Thu, Jul 10, 2003 - Page 7 News List

The AIDS war needs action, not promises

REUTERS , MALINDZA, SWAZILAND

The difficulties are compounded by drought, which has left granaries all but bare. The country, middle-income by African standards, now grows less than half its annual required cereal supply and as much as 20 percent of the population requires emergency food aid.

Strategies to handle what amounts to the slow-motion collapse of Swazi society are hard to come by.

UNICEF has launched a program of "neighborhood care points" where vulnerable children -- often AIDS orphans -- can receive rations of a nutritionally-enhanced corn-soy porridge and an hour or two of adult company.

"The older ones are acting as parents for the younger ones, but it is not enough," said Dorothy Nxumalo, who oversees one center in Mlindazwe, which counts some 70 new orphans in a population of 6,000.

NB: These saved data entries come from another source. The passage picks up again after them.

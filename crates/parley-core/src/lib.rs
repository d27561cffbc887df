//! Core of the Parley dialog engine.
//!
//! Holds the per-conversation memory (steps, history, cross-step queries),
//! the output and property models, and the contract every lifecycle task
//! implements.

pub mod config;
pub mod error;
pub mod lifecycle;
pub mod memory;
pub mod output;
pub mod property;

// Re-export common types
pub use config::{EngineConfig, LoggingConfig, TemplatingConfig};
pub use error::{MemoryError, Result};
pub use lifecycle::{ExtensionDescriptor, LifecycleTask};
pub use memory::{
    ConversationMemory, ConversationOutput, ConversationState, ConversationStep,
    ConversationStepStack, Data,
};
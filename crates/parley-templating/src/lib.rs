//! Output templating for the Parley dialog engine.
//!
//! This crate provides the templating engine boundary (with a minijinja
//! implementation), the context builder that turns conversation memory into
//! template variables, and the lifecycle task that templates a turn's output.

pub mod context;
pub mod engine;
pub mod task;

pub use context::{ContextBuilder, MemoryItemConverter};
pub use engine::{
    MiniJinjaTemplatingEngine, TemplateContext, TemplateEngineError, TemplateMode,
    TemplatingEngine,
};
pub use task::OutputTemplateTask;
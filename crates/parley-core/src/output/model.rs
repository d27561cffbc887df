//! Output domain models.

use serde::{Deserialize, Serialize};
use serde_json::{Map, Value};

/// A selectable reply offered to the user.
#[derive(Debug, Clone, Default, PartialEq, Eq, Hash, Serialize, Deserialize)]
#[serde(rename_all = "camelCase")]
pub struct QuickReply {
    /// Text shown to the user.
    pub value: String,
    /// Serialized match expression sent back when the reply is chosen.
    #[serde(default)]
    pub expressions: String,
    /// Whether this reply is preselected.
    #[serde(default)]
    pub is_default: bool,
}

impl QuickReply {
    pub fn new(value: impl Into<String>, expressions: impl Into<String>, is_default: bool) -> Self {
        Self {
            value: value.into(),
            expressions: expressions.into(),
            is_default,
        }
    }
}

/// A single piece of client-facing output, distinguished by its `type` field.
#[derive(Debug, Clone, PartialEq, Serialize, Deserialize)]
#[serde(tag = "type", rename_all = "camelCase")]
pub enum OutputItem {
    Text {
        text: String,
        /// Delay in milliseconds before the text is shown.
        #[serde(default)]
        delay: u64,
    },
    Image {
        uri: String,
        #[serde(default, skip_serializing_if = "Option::is_none")]
        alt: Option<String>,
    },
    BotFace {
        emotion: String,
    },
    QuickReply(QuickReply),
    /// Any other output shape, kept as free-form fields.
    Other {
        #[serde(flatten)]
        fields: Map<String, Value>,
    },
}

impl OutputItem {
    pub fn text(text: impl Into<String>) -> Self {
        Self::Text {
            text: text.into(),
            delay: 0,
        }
    }

    /// The `type` discriminator used on the wire.
    pub fn type_name(&self) -> &'static str {
        match self {
            Self::Text { .. } => "text",
            Self::Image { .. } => "image",
            Self::BotFace { .. } => "botFace",
            Self::QuickReply(_) => "quickReply",
            Self::Other { .. } => "other",
        }
    }
}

More corn-soy porridge would help, as would better medical care -- all of which could be improved with US aid.

But activists are concerned that the US legislation has not put any actual dollars in the AIDS pot, and warn that Congress could finally approve an amount that falls far short of expectations.

Bush has asked for about US$2 billion to fund the programme in the first year, about US$1 billion less than the law authorized.

"President Bush may not notice it but he's walking to a continent of mass death where life expectancy is in its 30s and 40s, said Professor Jeffrey Sachs, special adviser to UN Secretary General Kofi Annan on development.

"Millions of people are dying and the US apart from spin has basically done nothing for years," Sachs said.

Christina Bulunga smiles shyly when asked what she thinks should be done.

The children she cares for need education, she says, and above all food -- a tough proposition in a country where fields are parched and farmers are dying.